Looking to the global market can help fill niche software engineering positions that require a high degree of skill and can also result in team diversification or slight cost savings. However, it is not a silver bullet to solve the talent shortage problem, experts say.

“In the market we find ourselves in for technical talent, there are no developers hiding under rocks,” said Adam Glaser, senior vice president of engineering at Appian, a low-tech business process company. -code based in McLean, Virginia. “You can find them, but everyone is chasing them.”

While large companies with brand recognition, such as Facebook or Google, have less difficulty attracting talent, it can be more difficult for medium-sized companies to fill positions due to the shortage of talent. said Duri Chitayat, CTO at Safeguard Global, a workforce management platform in Austin, Texas.

“Most companies like Safeguard just don’t have that brand recognition,” Chitayat said. “The competition is incredibly hot.”

Where to find Global Team Members

While globalization won’t solve the general shortage of developers, a global talent search can benefit companies looking for highly skilled talent, Chitayat said.

“Compete for a PhD in machine learning takes a bit of work, but if you go to a country like Turkey, there’s a great education system and really smart, hard-working people — they know their stuff,” he said.

Businesses can also look to the many small Nigerian startups that are producing quality talent, Chitayat said.

“You can have really experienced, quality engineers who haven’t worked for a multinational [company] and who are excited to work with people from Turkey, the UK, the US, Albania and Poland,” he said.

Whereas Appian hiring in the United States, it has expanded its search for developers in Germany, Israel and India, Glaser said.

“The Indian talent we’ve encountered is fantastic – on par with, or in some cases above, the United States,” he said. “It makes us rethink preconceived notions about how knowledge is distributed around the world.”

Tracey Zimmerman, president and CEO of Robots and Pencils – a consulting firm in Calgary, Canada – pointed to Eastern Europe as another location rich in developer talent. The Russian-Ukrainian conflict has reduced outsourcing in those regions, but there are still developers in China, she said.

Challenges of Geo-Global Teams

While a multinational search has resulted in filling open developer positions, adopting a geo-global team has its challenges, Glaser said.

In the market we are in for technical talent, there are no developers hiding under the rocks.

Adam GlazerSenior Vice President of Engineering, Appian

“Results take a bit of time to cook because there’s a whole process of maturing a new center of development and expansions from your team,” he said.
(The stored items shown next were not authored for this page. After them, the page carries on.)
//! Client error types.

use chrono::{DateTime, Utc};
use mapscout_core::WindowKind;

use crate::types::QuotaDenial;

/// Errors from the mapscout API client.
#[derive(Debug, thiserror::Error)]
pub enum ClientError {
    /// Transport-level failure.
    #[error("request failed: {0}")]
    Http(#[from] reqwest::Error),

    /// The credential was rejected.
    #[error("credential rejected")]
    Unauthorized,

    /// The search matched nothing; no quota was consumed.
    #[error("no places found")]
    NoResults,

    /// The account's window allowance is used up.
    #[error("quota exceeded: {used}/{limit} ({limit_type}), resets {reset_date}")]
    QuotaExceeded {
        /// Human-readable denial message from the service.
        message: String,
        /// Events counted in the denied window.
        used: u64,
        /// The tier's per-window allowance.
        limit: u64,
        /// Window cadence.
        limit_type: WindowKind,
        /// The effective tier id.
        plan_type: String,
        /// When the window resets.
        reset_date: DateTime<Utc>,
    },

    /// Any other API error.
    #[error("api error ({status}): {message}")]
    Api {
        /// HTTP status code.
        status: u16,
        /// Error message from the service, or the raw status.
        message: String,
    },
}

impl From<QuotaDenial> for ClientError {
    fn from(denial: QuotaDenial) -> Self {
        Self::QuotaExceeded {
            message: denial.error,
            used: denial.used,
            limit: denial.limit,
            limit_type: denial.limit_type,
            plan_type: denial.plan_type,
            reset_date: denial.reset_date,
        }
    }
}
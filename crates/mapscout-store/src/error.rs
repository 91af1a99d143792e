//! Error types for the event-log storage.

/// Result type for storage operations.
pub type Result<T> = std::result::Result<T, StoreError>;

/// Errors that can occur in storage operations.
///
/// Every variant is a transient or infrastructure fault from the meter's
/// point of view; the admission gate maps them onto its storage-failure
/// policy rather than surfacing them to end users directly.
#[derive(Debug, thiserror::Error)]
pub enum StoreError {
    /// Database operation failed.
    #[error("database error: {0}")]
    Database(String),

    /// Serialization/deserialization failed.
    #[error("serialization error: {0}")]
    Serialization(String),
}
Some of the challenges businesses face with a global workforce — such as language barriers and dialect differences — can be alleviated by local line management, he said.
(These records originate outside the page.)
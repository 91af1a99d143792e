//! Place data-source collaborator.
//!
//! Where places data comes from is outside this service's concern; the
//! admission gate only needs the protected operation's outcome. The trait
//! seam keeps the HTTP implementation swappable for a stub in tests, the
//! same way the store hides behind its own trait.

use std::time::Duration;

use async_trait::async_trait;
use serde::{Deserialize, Serialize};

/// One place in a search result.
///
/// Field set matches what the upstream source returns and the exporter
/// consumes; all free-form strings, no interpretation here.
#[derive(Debug, Clone, PartialEq, Eq, Serialize, Deserialize)]
pub struct Place {
    /// Business name.
    pub name: String,
    /// Category label ("Restaurant", "Pharmacy", ...).
    pub category: String,
    /// Rating as the source formats it ("4.2").
    pub rating: String,
    /// Street address.
    pub address: String,
    /// Phone number.
    pub phone: String,
    /// Website, or "N/A".
    pub website: String,
    /// Opening hours text.
    pub hours: String,
}

/// Errors from the place source.
///
/// These are operation failures in the admission gate's terms: none of them
/// consume quota.
#[derive(Debug, thiserror::Error)]
pub enum PlaceSourceError {
    /// The search matched nothing.
    #[error("no places found")]
    NoResults,

    /// The source did not answer within the configured timeout.
    #[error("place source timed out")]
    Timeout,

    /// Transport or server fault.
    #[error("place source error: {0}")]
    Upstream(String),
}

/// A searchable place data source.
#[async_trait]
pub trait PlaceSource: Send + Sync {
    /// Search for places matching a category query near a location.
    ///
    /// # Errors
    ///
    /// Returns [`PlaceSourceError::NoResults`] when the query matches
    /// nothing, [`PlaceSourceError::Timeout`] when the source is too slow,
    /// and [`PlaceSourceError::Upstream`] for other faults.
    async fn search(
        &self,
        query: &str,
        location: &str,
        max_results: usize,
    ) -> Result<Vec<Place>, PlaceSourceError>;
}

/// HTTP place source.
#[derive(Debug, Clone)]
pub struct HttpPlaceSource {
    client: reqwest::Client,
    base_url: String,
}

impl HttpPlaceSource {
    /// Create a place source against an upstream base URL.
    ///
    /// The timeout bounds the protected operation independently of the
    /// admission gate; an elapsed timeout surfaces as an operation failure.
    #[must_use]
    pub fn new(base_url: &str, timeout: Duration) -> Self {
        let client = reqwest::Client::builder()
            .timeout(timeout)
            .build()
            .unwrap_or_else(|_| reqwest::Client::new());

        Self {
            client,
            base_url: base_url.trim_end_matches('/').to_string(),
        }
    }
}

#[async_trait]
impl PlaceSource for HttpPlaceSource {
    async fn search(
        &self,
        query: &str,
        location: &str,
        max_results: usize,
    ) -> Result<Vec<Place>, PlaceSourceError> {
        let url = format!("{}/v1/places", self.base_url);

        let response = self
            .client
            .get(&url)
            .query(&[
                ("query", query),
                ("location", location),
                ("limit", &max_results.to_string()),
            ])
            .send()
            .await
            .map_err(|e| {
                if e.is_timeout() {
                    PlaceSourceError::Timeout
                } else {
                    PlaceSourceError::Upstream(e.to_string())
                }
            })?;

        if !response.status().is_success() {
            return Err(PlaceSourceError::Upstream(format!(
                "place source returned {}",
                response.status()
            )));
        }

        let mut places: Vec<Place> = response
            .json()
            .await
            .map_err(|e| PlaceSourceError::Upstream(e.to_string()))?;
        places.truncate(max_results);

        if places.is_empty() {
            return Err(PlaceSourceError::NoResults);
        }

        Ok(places)
    }
}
Collaboration can also be a challenge, given the different time zones, Zimmerman said, but companies can turn it into a positive with the right guidance.

“They’re starting to be like, ‘OK, let’s get better at documenting, better use Slack, better have a written culture,'” she said.

Cost is not a factor

While globalization can help find talent, the cost savings associated with hiring from the foreign developer market are negligible due to the increased supply and demand for talent across the world, a said Zimmerman.

So Appian’s global talent search takes more than cost into consideration, Glaser said.

“The cost savings aren’t as dramatic as you might imagine, because it’s still highly skilled human resources that are in high demand,” he said. “It’s about talent diversification as much as economic benefits.”